KANSAS CITY, Mo. (AP) — The scene plays out on playgrounds across the country each year, as much a part of autumn as crisp mornings and the changing color of leaves: the football floating through the air, the youngster attempting to make a spectacular diving catch.
Even if the pass is well under-thrown or woefully out of reach.
After all, there are style points involved.
That unnecessary drama doesn't fly under Chiefs coach Andy Reid, though. The moment he sees a player on the ground, whether he made an amazing catch or tripped over his own feet, the first thing he barks is: “Get up!” Because one of the unwritten rules of his workouts is that nobody hits the turf unless he is tackled, and only a handful of times throughout training camp are players taken all the way to the ground during a full padded practice.
“We try to keep bodies off the ground, do those things that are important," Reid said. "Play hard, play fast, but we're not taking cheap shots on each other. We're trying to keep from collisions and bodies on the ground.”
The reason, of course, is that staying upright reduces the chances of injuries. And without offseason workouts because of the coronavirus pandemic, the chance of players getting hurt in training camp this year has soared — a big reason why the NFL and its players' union negotiated a ramp-up period rather than playing the traditional four preseason games.
“If you just watch our veterans practice," Reid explained this week, “they know how to do it. So watch. They're moving like crazy, but you don't see guys flopping around on the ground.”
All of this gets to a prescient point: Just as much as picking up the playbook, understanding verbiage and parsing out the various personnel groups, players taking part in one of Reid's camps must learn how to practice.
They must re-learn how to do something most of them have been doing since they were kids.
“Nobody works as hard as the Kansas City Chiefs. I say that in a good way,” Pro Bowl safety Tyrann Mathieu said. “We strain a lot. There's a lot on our plate. A lot of playbook to go in. The calls are already up. You just have to find a way to fall in love with the grind. Fall in love with the process.”
Just about every coach likes to claim their training camps are the hardest. It's almost a point of pride, whether you are a junior high school coach or barking orders on an NFL sideline. But there is a major difference in being hard for the sake of being hard and being hard for the sake of effectiveness.
There is no wasted movement in Chiefs camp. There are no moments of milling around. Even when players are released to get water, they are expected to run. The result is more work accomplished in less time.
It can be a shock to the system. Especially for young players.
“Last year in camp my eyes were wide open, like deer-in-the-headlights,” admitted Darwin Thompson, who is entering his second year in the league. “This year I know what to expect.”
Not that it makes it a whole lot easier. Thompson and the rest of the Chiefs dutifully worked out individually throughout the summer, making the most of the situation caused by COVID-19. But there is no way to replicate the tempo of practice with Big Red running things, and there are inevitably a bunch of gassed world-class athletes by the end.

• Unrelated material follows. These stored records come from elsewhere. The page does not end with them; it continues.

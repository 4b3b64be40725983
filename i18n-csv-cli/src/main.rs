use clap::{Parser, Subcommand};
use i18n_csv_cli::config::load_config;
use i18n_csv_cli::export::{run_export, run_from_json, run_init};
use i18n_csv_cli::generate::{SourceOptions, run_generate, run_validate, run_validate_json};
use i18n_csv_cli::watch::run_watch;
use std::path::PathBuf;
use tracing_subscriber::EnvFilter;

#[derive(Parser, Debug)]
#[command(author, version, about, long_about = None)]
struct Args {
    /// Configuration file (defaults to ./i18n-csv.toml when present)
    #[arg(long, global = true)]
    config: Option<PathBuf>,

    /// Print debug logging to stderr
    #[arg(short, long, global = true)]
    verbose: bool,

    #[command(subcommand)]
    commands: Commands,
}

/// Supported subcommands.
#[derive(Subcommand, Debug)]
enum Commands {
    /// Generate JSON files from CSV.
    Generate {
        /// Input CSV file path
        #[arg(short, long)]
        input: Option<String>,
        /// Output directory for JSON files
        #[arg(short, long)]
        output: Option<String>,
        /// Create backup of existing files
        #[arg(short, long)]
        backup: bool,
        /// Comma-separated languages to generate (default: every language column)
        #[arg(short, long)]
        languages: Option<String>,
        /// Map language names such as "English" or "eng" to their codes
        #[arg(long)]
        normalize_languages: bool,
        /// Write empty translations as "" instead of omitting the key
        #[arg(long)]
        keep_empty: bool,
    },

    /// Validate CSV file only.
    Validate {
        /// Input CSV file path
        #[arg(short, long)]
        input: Option<String>,
        /// Comma-separated languages to check
        #[arg(short, long)]
        languages: Option<String>,
        /// Map language names to their codes before checking
        #[arg(long)]
        normalize_languages: bool,
        /// Exit with status 1 when errors are found
        #[arg(long)]
        strict: bool,
        /// Print the report as JSON
        #[arg(long)]
        json: bool,
    },

    /// Validate generated JSON files against the CSV.
    ValidateJson {
        /// Input CSV file path
        #[arg(short, long)]
        input: Option<String>,
        /// Directory holding the <lang>.json files
        #[arg(short, long)]
        json_dir: Option<String>,
        /// Comma-separated languages to check
        #[arg(short, long)]
        languages: Option<String>,
        /// Map language names to their codes before checking
        #[arg(long)]
        normalize_languages: bool,
        /// Exit with status 1 when errors are found
        #[arg(long)]
        strict: bool,
        /// Print the report as JSON
        #[arg(long)]
        json: bool,
    },

    /// Watch CSV file for changes.
    Watch {
        /// Input CSV file path
        #[arg(short, long)]
        input: Option<String>,
        /// Output directory for JSON files
        #[arg(short, long)]
        output: Option<String>,
        /// Create backup of existing files
        #[arg(short, long)]
        backup: bool,
        /// Comma-separated languages to generate
        #[arg(short, long)]
        languages: Option<String>,
        /// Map language names to their codes
        #[arg(long)]
        normalize_languages: bool,
        /// Polling interval in milliseconds
        #[arg(long)]
        interval_ms: Option<u64>,
    },

    /// Export JSON files to CSV.
    Export {
        /// Directory holding the <lang>.json files
        #[arg(short, long)]
        input: Option<String>,
        /// Output CSV file
        #[arg(short, long)]
        output: Option<String>,
    },

    /// Create sample CSV template.
    Init {
        /// Output CSV file
        #[arg(short, long)]
        output: Option<String>,
        /// Comma-separated language columns (default: en,mr)
        #[arg(short, long)]
        languages: Option<String>,
    },

    /// Create a CSV template from one language's JSON file.
    FromJson {
        /// Source JSON file
        #[arg(short, long)]
        input: Option<String>,
        /// Output CSV file
        #[arg(short, long)]
        output: Option<String>,
        /// Comma-separated language columns (default: en,mr)
        #[arg(short, long)]
        languages: Option<String>,
        /// Language of the source file; its column is pre-filled
        #[arg(long)]
        source_lang: Option<String>,
    },
}

fn init_tracing(verbose: bool) {
    let filter = if verbose {
        EnvFilter::new("debug")
    } else {
        EnvFilter::try_from_default_env().unwrap_or_else(|_| EnvFilter::new("warn"))
    };
    tracing_subscriber::fmt()
        .with_env_filter(filter)
        .with_writer(std::io::stderr)
        .with_target(false)
        .init();
}

async fn run(args: Args) -> Result<(), String> {
    let file = load_config(args.config.as_deref())?;

    match args.commands {
        Commands::Generate {
            input,
            output,
            backup,
            languages,
            normalize_languages,
            keep_empty,
        } => {
            let opts = SourceOptions {
                input,
                output,
                backup,
                languages,
                normalize_languages,
                keep_empty,
            };
            run_generate(&opts, &file)
        }
        Commands::Validate {
            input,
            languages,
            normalize_languages,
            strict,
            json,
        } => {
            let opts = SourceOptions {
                input,
                languages,
                normalize_languages,
                ..SourceOptions::default()
            };
            run_validate(&opts, &file, strict, json)
        }
        Commands::ValidateJson {
            input,
            json_dir,
            languages,
            normalize_languages,
            strict,
            json,
        } => {
            let opts = SourceOptions {
                input,
                languages,
                normalize_languages,
                ..SourceOptions::default()
            };
            run_validate_json(&opts, json_dir, &file, strict, json)
        }
        Commands::Watch {
            input,
            output,
            backup,
            languages,
            normalize_languages,
            interval_ms,
        } => {
            let opts = SourceOptions {
                input,
                output,
                backup,
                languages,
                normalize_languages,
                keep_empty: false,
            };
            run_watch(&opts, &file, interval_ms).await
        }
        Commands::Export { input, output } => run_export(input, output),
        Commands::Init { output, languages } => run_init(output, languages),
        Commands::FromJson {
            input,
            output,
            languages,
            source_lang,
        } => run_from_json(input, output, languages, source_lang),
    }
}

#[tokio::main]
async fn main() {
    let args = Args::parse();
    init_tracing(args.verbose);

    if let Err(e) = run(args).await {
        eprintln!("❌ Error: {}", e);
        std::process::exit(1);
    }
}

“Normally if guys practice fast they stay relatively healthy,” Reid said. “It's when someone isn't doing that, they trip over somebody and fall down and you have problems. It's important guys are moving at the same speed. And then it gets you prepared. We don't condition after practice. We're not lining up and running sprints. Condition during practice, we'll keep you watered down — we're not doing the no-water game. But we know that in games you have to be ready.”

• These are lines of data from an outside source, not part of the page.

//! On-disk representations: the translation spreadsheet and the per-language
//! JSON documents.

pub mod csv;
pub mod json;

pub use csv::TranslationTable;
pub use json::{
    JsonDocument, WriteOutcome, backup_existing, create_backup_file, load_documents, read_json_dir,
    write_bundle,
};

Taken as a whole, practice under Reid is a mixture of the old-school stuff of Bill Walsh and Mike Holmgren — two of his mentors — and the new-age approach to analytics, advanced statistics and cutting-edge sports medicine.
The Chiefs use technology to monitor how many steps players take in practice, along with their overall work rates. They scrupulously break down the film of each workout, leaving no movement unnoticed.
“Those boys working in Seattle, no question, it's different, from the tempo to the speed,” said safety Tedric Thompson, who played for the Seahawks last season. “The tempo is so up-tempo. You're running one spot to the other. Guys are going busy going about their business. The camp is like a workaholic camp. Everybody works.”
The proof is in the — well, the wins and losses. Several of the guys on the roster have been part of four consecutive AFC West champions. Even more of them have been to back-to-back AFC title games. Those that were on the team last year will soon be receiving their gaudy Super Bowl rings after delivering the organization its first championship in 50 years.
“Coach Reid is a winning coach,” backup quarterback Chad Henne said, “and guys want to be around winning atmospheres. The Super Bowl helps, but when you're around guys that want to compete each and every day, and fight for each other, it is something you want to be part of. I've been through ups and downs, winning and losing. Winning is the way to go.”